The 2021 Potchefstroom Open was a professional tennis tournament played on hard courts. It was the second edition of the tournament which was part of the 2021 ATP Challenger Tour. It took place in Potchefstroom, South Africa between 8 and 14 February 2021.
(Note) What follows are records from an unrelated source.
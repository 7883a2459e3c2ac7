//! List command
//!
//! Show a product's reviews whose classification lies in a range.

use anyhow::{Context, Result};
use clap::Args;
use std::path::PathBuf;

use revguard_core::config::Config;
use revguard_core::query::RangeQueryFilter;
use revguard_core::review::Range;
use revguard_core::types::ProductRef;
use revguard_storage::FileSystemStore;

/// Arguments for the list command
#[derive(Debug, Args)]
pub struct ListArgs {
    /// Product to list reviews for
    #[arg(long, short)]
    pub product: String,

    /// Lower bound (inclusive)
    #[arg(long, allow_negative_numbers = true)]
    pub start: f64,

    /// Upper bound (inclusive)
    #[arg(long, allow_negative_numbers = true)]
    pub end: f64,

    /// Data directory (overrides configuration)
    #[arg(long)]
    pub data_dir: Option<PathBuf>,

    /// Output as JSON
    #[arg(long)]
    pub json: bool,
}

/// Execute the list command
pub fn execute(args: ListArgs, config: &Config) -> Result<()> {
    use colored::Colorize;

    let data_dir = args
        .data_dir
        .clone()
        .unwrap_or_else(|| config.storage.resolve_data_dir());
    let store = FileSystemStore::new(&data_dir)
        .with_context(|| format!("Failed to open store at {}", data_dir.display()))?;

    let product = ProductRef::new(args.product);
    let range = Range::new(args.start, args.end);
    let reviews = RangeQueryFilter::new(store)
        .find_reviews_in_range(&product, &range)
        .context("Failed to list reviews")?;

    if args.json {
        println!("{}", serde_json::to_string_pretty(&reviews)?);
        return Ok(());
    }

    if reviews.is_empty() {
        println!("No reviews found.");
        return Ok(());
    }

    println!(
        "{}",
        format!(
            "Reviews for {} in [{}, {}]:",
            product, range.start_point, range.end_point
        )
        .bold()
        .underline()
    );
    println!();

    for review in &reviews {
        let age = chrono::Utc::now().signed_duration_since(review.created_at);
        let age_str = if age.num_days() > 0 {
            format!("{}d ago", age.num_days())
        } else if age.num_hours() > 0 {
            format!("{}h ago", age.num_hours())
        } else {
            format!("{}m ago", age.num_minutes())
        };

        println!(
            "  {} rating {} range {} {}",
            review.id.to_string().green(),
            review.rating,
            review.range,
            age_str.dimmed()
        );
        if let Some(headline) = &review.headline {
            println!("    {}", headline.bold());
        }
        if !review.comment.is_empty() {
            println!("    {}", review.comment);
        }
    }

    Ok(())
}
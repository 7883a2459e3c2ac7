//! Blacklist sources and substring screening

use crate::error::{ReviewGuardError, Result};
use std::fs::File;
use std::io::{BufRead, BufReader, Lines};
use std::path::{Path, PathBuf};
use tracing::debug;

/// Default blacklist file name, resolved against the working directory
pub const DEFAULT_BLACKLIST_FILE: &str = "cursewords.txt";

/// Something that can screen a comment against a list of forbidden terms
pub trait BlacklistProvider: Send + Sync {
    /// Index of the first entry (in list order) contained in `comment`,
    /// or `None` when the comment is clean.
    fn find_match(&self, comment: &str) -> Result<Option<usize>>;
}

/// Scan entries in order and stop at the first literal, case-sensitive hit.
pub(crate) fn first_match<I, S>(entries: I, comment: &str) -> Result<Option<usize>>
where
    I: IntoIterator<Item = Result<S>>,
    S: AsRef<str>,
{
    for (index, entry) in entries.into_iter().enumerate() {
        if comment.contains(entry?.as_ref()) {
            return Ok(Some(index));
        }
    }
    Ok(None)
}

/// Short content hash of a list of entries
pub fn fingerprint<S: AsRef<str>>(entries: &[S]) -> String {
    let mut hasher = blake3::Hasher::new();
    for entry in entries {
        hasher.update(entry.as_ref().as_bytes());
        hasher.update(b"\n");
    }
    hasher.finalize().to_hex()[..16].to_string()
}

/// Blacklist backed by a text file, re-read on every call
#[derive(Debug, Clone)]
pub struct FileBlacklist {
    path: PathBuf,
}

impl FileBlacklist {
    /// Create a blacklist reading from `path`
    pub fn new(path: impl Into<PathBuf>) -> Self {
        Self { path: path.into() }
    }

    /// Path of the backing file
    pub fn path(&self) -> &Path {
        &self.path
    }

    /// Open the file and return a lazy iterator over its entries
    pub fn entries(&self) -> Result<BlacklistEntries> {
        let file = File::open(&self.path).map_err(|source| ReviewGuardError::BlacklistUnavailable {
            path: self.path.clone(),
            source,
        })?;

        Ok(BlacklistEntries {
            path: self.path.clone(),
            lines: BufReader::new(file).lines(),
        })
    }

    /// Read every entry into memory
    pub fn load_all(&self) -> Result<Vec<String>> {
        let entries = self.entries()?.collect::<Result<Vec<_>>>()?;
        debug!("Loaded {} blacklist entries from {:?}", entries.len(), self.path);
        Ok(entries)
    }
}

impl BlacklistProvider for FileBlacklist {
    fn find_match(&self, comment: &str) -> Result<Option<usize>> {
        first_match(self.entries()?, comment)
    }
}

/// Lazy sequence of trimmed, non-blank blacklist lines
pub struct BlacklistEntries {
    path: PathBuf,
    lines: Lines<BufReader<File>>,
}

impl Iterator for BlacklistEntries {
    type Item = Result<String>;

    fn next(&mut self) -> Option<Self::Item> {
        loop {
            match self.lines.next()? {
                Ok(line) => {
                    let entry = line.trim();
                    // An empty entry would match every comment
                    if entry.is_empty() {
                        continue;
                    }
                    return Some(Ok(entry.to_string()));
                }
                Err(source) => {
                    return Some(Err(ReviewGuardError::BlacklistUnavailable {
                        path: self.path.clone(),
                        source,
                    }))
                }
            }
        }
    }
}

/// Fixed in-memory blacklist
#[derive(Debug, Clone, Default)]
pub struct StaticBlacklist {
    entries: Vec<String>,
}

impl StaticBlacklist {
    /// Build from terms; entries are trimmed and blanks dropped
    pub fn new<I, S>(entries: I) -> Self
    where
        I: IntoIterator<Item = S>,
        S: Into<String>,
    {
        let entries = entries
            .into_iter()
            .map(Into::into)
            .map(|e: String| e.trim().to_string())
            .filter(|e| !e.is_empty())
            .collect();
        Self { entries }
    }

    /// Entries in list order
    pub fn entries(&self) -> &[String] {
        &self.entries
    }
}

impl BlacklistProvider for StaticBlacklist {
    fn find_match(&self, comment: &str) -> Result<Option<usize>> {
        first_match(self.entries.iter().map(Ok::<_, ReviewGuardError>), comment)
    }
}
==Singles main-draw entrants==

===Seeds===

| Country | Player | Rank^{1} | Seed |
|---|---|---|---|
| IND | Prajnesh Gunneswaran | 130 | 1 |
| FRA | Benjamin Bonzi | 134 | 2 |
| SUI | Marc-Andrea Hüsler | 143 | 3 |
| GBR | Jay Clarke | 190 | 4 |
| CAN | Brayden Schnur | 208 | 5 |
| TUR | Cem İlkel | 214 | 6 |
| CAN | Peter Polansky | 220 | 7 |
| DOM | Roberto Cid Subervi | 222 | 8 |

- ^{1} Rankings are as of 1 February 2021.

===Other entrants===
The following players received wildcards into the singles main draw:
- RSA Robbie Arends
- RSA Vaughn Hunter
- RSA Khololwam Montsi

The following players received entry into the singles main draw using protected rankings:
- USA Jenson Brooksby
- BEL Julien Cagnina

The following players received entry from the qualifying draw:
- BIH Mirza Bašić
- GBR Liam Broady
- USA Nick Chappell
- GBR Ryan Peniston

==Champions==

===Singles===

- FRA Benjamin Bonzi def. GBR Liam Broady 7–5, 6–4.

===Doubles===

- SUI Marc-Andrea Hüsler / CZE Zdeněk Kolář def. CAN Peter Polansky / CAN Brayden Schnur 6–4, 2–6, [10–4].